I once committed the faux pas, at a gathering for business executives to discuss workforce investment, of proposing legislation that would require them to invest more in their workforces. “This group should not be in the business of changing the behavior of our businesses,” retorted an indignant participant unironically. The many comments preceding mine had suggested new public programs, partnerships, and tax credits that might reward employers for changing their behavior. Those were welcome. The prospect of a constraint, however, was heresy.
Constraints are precisely what businesses need. They can come in many forms. Some are legal—requirements for what a firm must do and prohibitions on what it must not. Some are economic—the result of competitive pressures and the demands made by counter-parties with whom the firm transacts. Some are social—shaping the business leader’s understanding of his obligations and promising censure for falling short. A well-functioning market system depends on all of these mechanisms to ensure that the private sector delivers on capitalism’s incredible capacity to support a flourishing nation. Corporate responsibility entails accepting—indeed, supporting—such constraints and acting within them.
This contrasts starkly with the new-age dogma of “Corporate Social Responsibility” (CSR), which is built on the premise that constraints are unnecessary because firms will voluntarily advance the common good. CSR reached its apogee one year ago in the Business Roundtable’s lauded and nonsensical announcement that it was “redefin[ing] the purpose of a corporation” with a commitment from nearly 200 CEOs “to lead their companies for the benefit of all stakeholders.” Trust us, we can behave ourselves, say the slickly produced marketing brochures and web videos touting enthusiasm for “sustainability,” “diversity,” and now “equity and justice.” Read between the lines and the glossy façade whispers precisely the opposite—that modern multinational corporations have become unmoored from their social purpose and incapable of delivering on it. Their “responsibility” campaigns are the indulgences they pay to maintain this status quo, calibrated to deliver the maximum political return on the minimum investment. (RELATED: Businesses Drastically Reduced New Hires In July According To Private Payroll Processor)

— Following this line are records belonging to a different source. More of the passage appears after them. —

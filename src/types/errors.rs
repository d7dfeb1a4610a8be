use thiserror::Error;

use super::tab::TabId;

// === TabError ===

/// Errors related to tab management operations.
#[derive(Debug, Error)]
pub enum TabError {
    /// Tab with the given ID was not found.
    #[error("Tab not found: {0}")]
    NotFound(TabId),
}

// === StorageError ===

/// Errors raised by the durable key-value storage.
#[derive(Debug, Error)]
pub enum StorageError {
    /// SQLite operation failed.
    #[error("Storage database error: {0}")]
    Database(#[from] rusqlite::Error),
    /// A value could not be encoded as JSON.
    #[error("Storage serialization error: {0}")]
    Serialization(#[from] serde_json::Error),
    /// File system error while preparing the storage location.
    #[error("Storage I/O error: {0}")]
    Io(String),
}

// === ConfigError ===

/// Errors related to loading and saving the shell configuration.
#[derive(Debug, Error)]
pub enum ConfigError {
    /// Failed to read or write the config file.
    #[error("Config I/O error: {0}")]
    Io(String),
    /// The config file exists but is not valid JSON for `ShellConfig`.
    #[error("Config parse error: {0}")]
    Parse(String),
}

// === ShellError ===

/// Top-level error returned by `BrowserShell` operations.
#[derive(Debug, Error)]
pub enum ShellError {
    #[error(transparent)]
    Tab(#[from] TabError),
    #[error(transparent)]
    Storage(#[from] StorageError),
    #[error(transparent)]
    Config(#[from] ConfigError),
}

A return of actual corporate responsibility is a prerequisite for restoring America’s economic engine to a condition that generates broadly shared growth and prosperity. It will require a concerted effort to re-establish rules, norms, institutions and transparency that once bound business leaders and their firms in relationships of mutual obligation to workers, their families and communities, and the nation they all call home.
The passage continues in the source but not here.